What is required: Only those lines in the data below from the line containing "and hemisphere) notation." through the line containing "Sign is carried", both included, should be restated word for word.

Saved data entries:
//! Geographic coordinate engine of the Transecta marine survey tools.
//!
//! Survey points (transect and segment ends, dive and harvest positions, quadrat samples) cross several
//! representations on their way between the database and the people entering them:
//!
//! * the store returns `geometry(Point, 4326)` columns as hex encoded EWKB, or as EWKT when cast to text,
//! * map widgets exchange GeoJSON point geometries,
//! * survey sheets and forms use degrees, minutes and seconds with a hemisphere letter.
//!
//! [`Coordinate`] is the single value type all of these convert into and out of:
//!
//! ```
//! use transecta_geo::Coordinate;
//! use transecta_geo::sexagesimal::{Hemisphere, SexagesimalAngle, SexagesimalPosition};
//!
//! // Whatever the store handed over, detect the format and decode it.
//! let start = Coordinate::parse("0101000020E6100000F08AE07F2B1450C08DEF8B4B552A45C0")
//!     .expect("corrupt point")
//!     .expect("not a point");
//!
//! // Position entered in a form.
//! let end = Coordinate::from_sexagesimal(&SexagesimalPosition::new(
//!     SexagesimalAngle::new(42, 19, 52.0, Hemisphere::S),
//!     SexagesimalAngle::new(64, 18, 58.0, Hemisphere::O),
//! ));
//!
//! let segment_length = start.distance_to(&end);
//! assert!(segment_length > 0.0);
//!
//! // Back into the store.
//! assert!(end.wkt().starts_with("SRID=4326;POINT(-64.31"));
//! ```
//!
//! The crate is a pure value library. It performs no I/O, keeps no global state and never logs: input that is not a
//! point decodes into `None`, corrupt points decode into [`GeoError`], and what to show to the user in either case
//! is up to the caller.

mod coordinate;
pub mod distance;
pub mod error;
mod point;
pub mod sexagesimal;
pub mod wire;

pub use coordinate::{Coordinate, LatLon};
pub use error::GeoError;
pub use point::GeoPoint;
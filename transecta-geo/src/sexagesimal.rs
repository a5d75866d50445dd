//! Conversion between decimal degrees and sexagesimal (degrees, minutes, seconds and hemisphere) notation.
//!
//! Sign is carried by the hemisphere letter: `N`/`E` are positive, `S`/`O` are negative. Survey sheets use `O`
//! (oeste) for the western hemisphere, so that is the letter produced for negative longitudes. `W` is accepted as an
//! alias of `O` when reading text, but never produced.

use std::fmt::{Display, Formatter};
use std::str::FromStr;

use lazy_static::lazy_static;
use regex::Regex;
use serde::{Deserialize, Serialize};

use crate::error::GeoError;

/// Axis an angle is measured along.
#[derive(Debug, Copy, Clone, PartialEq, Eq, Hash, Serialize, Deserialize)]
pub enum Axis {
    /// North-south axis, `[-90, 90]` degrees.
    Latitude,
    /// East-west axis, `[-180, 180]` degrees.
    Longitude,
}

impl Axis {
    /// Largest canonical value of the degrees component along this axis.
    pub fn max_degrees(&self) -> u32 {
        match self {
            Axis::Latitude => 90,
            Axis::Longitude => 180,
        }
    }
}

impl Display for Axis {
    fn fmt(&self, f: &mut Formatter<'_>) -> std::fmt::Result {
        match self {
            Axis::Latitude => write!(f, "latitude"),
            Axis::Longitude => write!(f, "longitude"),
        }
    }
}

/// Hemisphere letter of a sexagesimal angle.
#[derive(Debug, Copy, Clone, PartialEq, Eq, Hash, Serialize, Deserialize)]
#[serde(try_from = "char", into = "char")]
pub enum Hemisphere {
    /// North.
    N,
    /// South.
    S,
    /// East.
    E,
    /// West (oeste).
    O,
}

impl Hemisphere {
    /// Hemisphere of a signed decimal value along the given axis. Zero belongs to the positive hemisphere.
    pub fn of(value: f64, axis: Axis) -> Self {
        match (axis, value >= 0.0) {
            (Axis::Latitude, true) => Hemisphere::N,
            (Axis::Latitude, false) => Hemisphere::S,
            (Axis::Longitude, true) => Hemisphere::E,
            (Axis::Longitude, false) => Hemisphere::O,
        }
    }

    /// Axis the hemisphere letter belongs to.
    pub fn axis(&self) -> Axis {
        match self {
            Hemisphere::N | Hemisphere::S => Axis::Latitude,
            Hemisphere::E | Hemisphere::O => Axis::Longitude,
        }
    }

    /// Returns true for the southern and western hemispheres.
    pub fn is_negative(&self) -> bool {
        matches!(self, Hemisphere::S | Hemisphere::O)
    }

    /// Letter used for the hemisphere in survey notation.
    pub fn letter(&self) -> char {
        match self {
            Hemisphere::N => 'N',
            Hemisphere::S => 'S',
            Hemisphere::E => 'E',
            Hemisphere::O => 'O',
        }
    }
}

impl TryFrom<char> for Hemisphere {
    type Error = GeoError;

    fn try_from(value: char) -> Result<Self, Self::Error> {
        match value.to_ascii_uppercase() {
            'N' => Ok(Hemisphere::N),
            'S' => Ok(Hemisphere::S),
            'E' => Ok(Hemisphere::E),
            'O' | 'W' => Ok(Hemisphere::O),
            other => Err(GeoError::InvalidSexagesimalText(format!(
                "unknown hemisphere letter `{other}`"
            ))),
        }
    }
}

impl From<Hemisphere> for char {
    fn from(value: Hemisphere) -> Self {
        value.letter()
    }
}

impl Display for Hemisphere {
    fn fmt(&self, f: &mut Formatter<'_>) -> std::fmt::Result {
        write!(f, "{}", self.letter())
    }
}

/// Component of a sexagesimal angle, used in validation errors.
#[derive(Debug, Copy, Clone, PartialEq, Eq, Hash)]
pub enum AngleField {
    /// Degrees component.
    Degrees,
    /// Minutes component.
    Minutes,
    /// Seconds component.
    Seconds,
}

impl Display for AngleField {
    fn fmt(&self, f: &mut Formatter<'_>) -> std::fmt::Result {
        match self {
            AngleField::Degrees => write!(f, "degrees"),
            AngleField::Minutes => write!(f, "minutes"),
            AngleField::Seconds => write!(f, "seconds"),
        }
    }
}

/// Angle along one axis in degrees, minutes and seconds.
///
/// The fields are public and not validated: forms edit them directly and stored data may contain values such as
/// `75` minutes, which still combine into a meaningful decimal value. Use [`SexagesimalAngle::checked`] when a
/// canonical angle is required.
#[derive(Debug, Copy, Clone, PartialEq, Serialize, Deserialize)]
pub struct SexagesimalAngle {
    /// Whole degrees.
    pub degrees: u32,
    /// Whole minutes, canonically `0..60`.
    pub minutes: u32,
    /// Seconds, canonically `[0, 60)`.
    pub seconds: f64,
    /// Hemisphere letter carrying the sign.
    pub hemisphere: Hemisphere,
}

impl SexagesimalAngle {
    /// Creates a new angle without any validation.
    pub fn new(degrees: u32, minutes: u32, seconds: f64, hemisphere: Hemisphere) -> Self {
        Self {
            degrees,
            minutes,
            seconds,
            hemisphere,
        }
    }

    /// Creates a new angle, rejecting anything that is not a canonical value along `axis`.
    ///
    /// ```
    /// use transecta_geo::sexagesimal::{Axis, Hemisphere, SexagesimalAngle};
    ///
    /// assert!(SexagesimalAngle::checked(Axis::Latitude, 42, 19, 50.62, Hemisphere::S).is_ok());
    /// assert!(SexagesimalAngle::checked(Axis::Latitude, 42, 75, 0.0, Hemisphere::S).is_err());
    /// assert!(SexagesimalAngle::checked(Axis::Latitude, 42, 19, 0.0, Hemisphere::E).is_err());
    /// ```
    pub fn checked(
        axis: Axis,
        degrees: u32,
        minutes: u32,
        seconds: f64,
        hemisphere: Hemisphere,
    ) -> Result<Self, GeoError> {
        if hemisphere.axis() != axis {
            return Err(GeoError::HemisphereMismatch { axis, hemisphere });
        }

        let out_of_convention = |field, value| GeoError::OutOfConventionAngle { axis, field, value };

        if minutes >= 60 {
            return Err(out_of_convention(AngleField::Minutes, minutes as f64));
        }
        if !seconds.is_finite() || !(0.0..60.0).contains(&seconds) {
            return Err(out_of_convention(AngleField::Seconds, seconds));
        }

        let max = axis.max_degrees();
        if degrees > max || (degrees == max && (minutes > 0 || seconds > 0.0)) {
            return Err(out_of_convention(AngleField::Degrees, degrees as f64));
        }

        Ok(Self::new(degrees, minutes, seconds, hemisphere))
    }

    /// Converts a signed decimal value into sexagesimal notation. See [`decimal_to_sexagesimal`].
    pub fn from_decimal(value: f64, axis: Axis) -> Self {
        decimal_to_sexagesimal(value, axis)
    }

    /// Signed decimal value of the angle. See [`sexagesimal_to_decimal`].
    pub fn to_decimal(&self) -> f64 {
        sexagesimal_to_decimal(self)
    }
}

/// Converts a signed decimal value in degrees into sexagesimal notation along the given axis.
///
/// Seconds are rounded to 2 decimal places. Any value is accepted; values outside of the axis range produce
/// angles that are arithmetically consistent but not canonical.
///
/// ```
/// use transecta_geo::sexagesimal::{decimal_to_sexagesimal, Axis, Hemisphere};
///
/// let angle = decimal_to_sexagesimal(-42.330728, Axis::Latitude);
/// assert_eq!(angle.degrees, 42);
/// assert_eq!(angle.minutes, 19);
/// assert_eq!(angle.hemisphere, Hemisphere::S);
/// ```
pub fn decimal_to_sexagesimal(value: f64, axis: Axis) -> SexagesimalAngle {
    let absolute = value.abs();
    let degrees = absolute.floor();
    let minutes_float = (absolute - degrees) * 60.0;
    let minutes = minutes_float.floor();
    let seconds = round_to_hundredths((minutes_float - minutes) * 60.0);

    SexagesimalAngle {
        degrees: degrees as u32,
        minutes: minutes as u32,
        seconds,
        hemisphere: Hemisphere::of(value, axis),
    }
}

/// Converts a sexagesimal angle into a signed decimal value in degrees.
pub fn sexagesimal_to_decimal(angle: &SexagesimalAngle) -> f64 {
    let magnitude = angle.degrees as f64 + angle.minutes as f64 / 60.0 + angle.seconds / 3600.0;
    if angle.hemisphere.is_negative() {
        -magnitude
    } else {
        magnitude
    }
}

fn round_to_hundredths(value: f64) -> f64 {
    (value * 100.0).round() / 100.0
}

impl Display for SexagesimalAngle {
    fn fmt(&self, f: &mut Formatter<'_>) -> std::fmt::Result {
        write!(
            f,
            "{}°{}'{:.2}\"{}",
            self.degrees, self.minutes, self.seconds, self.hemisphere
        )
    }
}

lazy_static! {
    static ref SEXAGESIMAL_RE: Regex = Regex::new(
        r#"(?x)^\s*
            (\d+) \s* ° \s*
            (\d+) \s* ['′] \s*
            (\d+ (?:[.,]\d+)?) \s* (?:["″]|'') \s*
            ([NSEOWnseow]) \s*$"#
    )
    .expect("sexagesimal regex must compile");
}

impl FromStr for SexagesimalAngle {
    type Err = GeoError;

    /// Reads notation like `42°19'50.62"S`. Unicode primes and a decimal comma are accepted. The values are not
    /// validated beyond their syntax.
    fn from_str(s: &str) -> Result<Self, Self::Err> {
        let invalid = || GeoError::InvalidSexagesimalText(s.to_string());
        let caps = SEXAGESIMAL_RE.captures(s).ok_or_else(invalid)?;

        let degrees = caps[1].parse::<u32>().map_err(|_| invalid())?;
        let minutes = caps[2].parse::<u32>().map_err(|_| invalid())?;
        let seconds = caps[3]
            .replace(',', ".")
            .parse::<f64>()
            .map_err(|_| invalid())?;
        let hemisphere = caps[4]
            .chars()
            .next()
            .ok_or_else(invalid)
            .and_then(Hemisphere::try_from)?;

        Ok(Self::new(degrees, minutes, seconds, hemisphere))
    }
}

/// A pair of latitude and longitude angles, as shown and edited in survey forms.
#[derive(Debug, Copy, Clone, PartialEq, Serialize, Deserialize)]
pub struct SexagesimalPosition {
    /// Latitude angle (`N`/`S`).
    pub latitude: SexagesimalAngle,
    /// Longitude angle (`E`/`O`).
    pub longitude: SexagesimalAngle,
}

impl SexagesimalPosition {
    /// Creates a new position from two angles.
    pub fn new(latitude: SexagesimalAngle, longitude: SexagesimalAngle) -> Self {
        Self {
            latitude,
            longitude,
        }
    }
}

impl Display for SexagesimalPosition {
    fn fmt(&self, f: &mut Formatter<'_>) -> std::fmt::Result {
        write!(f, "{} {}", self.latitude, self.longitude)
    }
}
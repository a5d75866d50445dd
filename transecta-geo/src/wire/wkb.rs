//! Hex encoded PostGIS EWKB points.
//!
//! Only one layout is supported: a little-endian point with SRID 4326, which is what PostGIS returns for a
//! `geometry(Point, 4326)` column. It is 25 bytes long, 50 hex characters:
//!
//! ```text
//! 01          byte order (little-endian)
//! 01000020    geometry type 1 (point) with the SRID flag set
//! E6100000    SRID 4326
//! ..8 bytes.. X (longitude), IEEE-754 double, little-endian
//! ..8 bytes.. Y (latitude), IEEE-754 double, little-endian
//! ```
//!
//! Any other header is not treated as WKB at all.

use crate::coordinate::LatLon;
use crate::error::GeoError;
use crate::wire::WireFormat;

/// Hex encoded header of a little-endian EWKB point with SRID 4326.
pub const HEADER: &str = "0101000020E6100000";

/// Total length of an encoded point in hex characters.
pub const ENCODED_LEN: usize = 50;

const DOUBLE_HEX_LEN: usize = 16;

/// Returns true if the input starts with [`HEADER`], ignoring letter case.
pub fn matches(input: &str) -> bool {
    input
        .get(..HEADER.len())
        .is_some_and(|prefix| prefix.eq_ignore_ascii_case(HEADER))
}

/// Decodes a hex encoded EWKB point.
///
/// Returns `Ok(None)` if the input does not start with [`HEADER`]. If it does, the rest of the input must be exactly
/// two hex encoded doubles, otherwise [`GeoError::MalformedPayload`] is returned. Hex digits are case-insensitive.
pub fn decode(input: &str) -> Result<Option<LatLon>, GeoError> {
    if !matches(input) {
        return Ok(None);
    }

    let payload = &input[HEADER.len()..];
    if let Some(invalid) = payload.chars().find(|c| !c.is_ascii_hexdigit()) {
        return Err(malformed(format!("invalid hex character `{invalid}`")));
    }
    if payload.len() != ENCODED_LEN - HEADER.len() {
        return Err(malformed(format!(
            "expected {} hex characters after the header, got {}",
            ENCODED_LEN - HEADER.len(),
            payload.len()
        )));
    }

    let (x, y) = payload.split_at(DOUBLE_HEX_LEN);
    Ok(Some(LatLon::new(read_double(y)?, read_double(x)?)))
}

/// Encodes the point as an upper case hex EWKB string.
pub fn encode(point: LatLon) -> String {
    let mut encoded = String::with_capacity(ENCODED_LEN);
    encoded.push_str(HEADER);
    for byte in point
        .longitude
        .to_le_bytes()
        .into_iter()
        .chain(point.latitude.to_le_bytes())
    {
        encoded.push_str(&format!("{byte:02X}"));
    }

    encoded
}

/// Reads 16 hex characters as a little-endian double. Hex pairs come in storage order, so the first pair is the
/// least significant byte.
fn read_double(hex: &str) -> Result<f64, GeoError> {
    let mut bytes = [0u8; 8];
    for (index, byte) in bytes.iter_mut().enumerate() {
        let pair = hex
            .get(index * 2..index * 2 + 2)
            .ok_or_else(|| malformed("truncated double"))?;
        *byte = u8::from_str_radix(pair, 16)
            .map_err(|_| malformed(format!("invalid hex pair `{pair}`")))?;
    }

    Ok(f64::from_le_bytes(bytes))
}

fn malformed(reason: impl Into<String>) -> GeoError {
    GeoError::malformed(WireFormat::Wkb, reason)
}
//! EWKT points with SRID prefix: `SRID=4326;POINT(<lon> <lat>)`.

use lazy_static::lazy_static;
use regex::Regex;

use crate::coordinate::LatLon;

/// Prefix every supported WKT point starts with.
pub const PREFIX: &str = "SRID=4326;POINT";

lazy_static! {
    static ref POINT_RE: Regex = Regex::new(
        r"^SRID=4326;POINT\s*\(\s*([-+]?(?:\d+\.?\d*|\.\d+)(?:[eE][-+]?\d+)?)\s+([-+]?(?:\d+\.?\d*|\.\d+)(?:[eE][-+]?\d+)?)\s*\)\s*$"
    )
    .expect("WKT point regex must compile");
}

/// Returns true if the input starts with [`PREFIX`].
pub fn matches(input: &str) -> bool {
    input.starts_with(PREFIX)
}

/// Decodes a WKT point. The first number is the longitude, the second one is the latitude.
///
/// Returns `None` if the prefix does not match, the point body cannot be read, or a value does not fit into a
/// finite `f64`.
pub fn decode(input: &str) -> Option<LatLon> {
    if !matches(input) {
        return None;
    }

    let caps = POINT_RE.captures(input)?;
    let longitude = caps[1].parse::<f64>().ok()?;
    let latitude = caps[2].parse::<f64>().ok()?;
    if !longitude.is_finite() || !latitude.is_finite() {
        return None;
    }

    Some(LatLon::new(latitude, longitude))
}

/// Encodes the point as `SRID=4326;POINT(<lon> <lat>)`.
///
/// Numbers are written with the shortest representation that reads back into the same `f64`, so no precision is
/// lost.
pub fn encode(point: LatLon) -> String {
    format!("{PREFIX}({} {})", point.longitude, point.latitude)
}
//! GeoJSON point geometries: `{"type":"Point","coordinates":[<lon>,<lat>]}`.

use serde_json::Value;

use crate::coordinate::LatLon;
use crate::error::GeoError;
use crate::wire::WireFormat;

/// Marker a string must contain to be treated as a GeoJSON point.
pub const TYPE_MARKER: &str = r#""type":"Point""#;

/// Returns true if the input contains [`TYPE_MARKER`].
pub fn matches(input: &str) -> bool {
    input.contains(TYPE_MARKER)
}

/// Decodes a GeoJSON point geometry.
///
/// Returns `Ok(None)` if the input does not contain [`TYPE_MARKER`], is not valid JSON, or is valid JSON with a
/// top level `type` other than `Point` (e.g. a `Feature` wrapping a point). A point geometry whose `coordinates`
/// member is missing or is not an array of exactly two numbers is rejected with [`GeoError::MalformedPayload`].
pub fn decode(input: &str) -> Result<Option<LatLon>, GeoError> {
    if !matches(input) {
        return Ok(None);
    }

    let Ok(value) = serde_json::from_str::<Value>(input) else {
        return Ok(None);
    };
    if value.get("type").and_then(Value::as_str) != Some("Point") {
        return Ok(None);
    }

    let coordinates = value
        .get("coordinates")
        .ok_or_else(|| malformed("missing `coordinates` member"))?
        .as_array()
        .ok_or_else(|| malformed("`coordinates` is not an array"))?;

    match coordinates.as_slice() {
        [lon, lat] => {
            let longitude = lon
                .as_f64()
                .ok_or_else(|| malformed(format!("longitude `{lon}` is not a number")))?;
            let latitude = lat
                .as_f64()
                .ok_or_else(|| malformed(format!("latitude `{lat}` is not a number")))?;
            Ok(Some(LatLon::new(latitude, longitude)))
        }
        other => Err(malformed(format!(
            "`coordinates` must contain 2 values, got {}",
            other.len()
        ))),
    }
}

/// Encodes the point as a GeoJSON point geometry.
///
/// Non-finite values cannot be represented in JSON and are written as `null`.
pub fn encode(point: LatLon) -> String {
    format!(
        r#"{{"type":"Point","coordinates":[{},{}]}}"#,
        Value::from(point.longitude),
        Value::from(point.latitude)
    )
}

fn malformed(reason: impl Into<String>) -> GeoError {
    GeoError::malformed(WireFormat::GeoJson, reason)
}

Answer box:
//! Conversion between decimal degrees and sexagesimal (degrees, minutes, seconds and hemisphere) notation.
//!
//! Sign is carried by the hemisphere letter: `N`/`E` are positive, `S`/`O` are negative. Survey sheets use `O`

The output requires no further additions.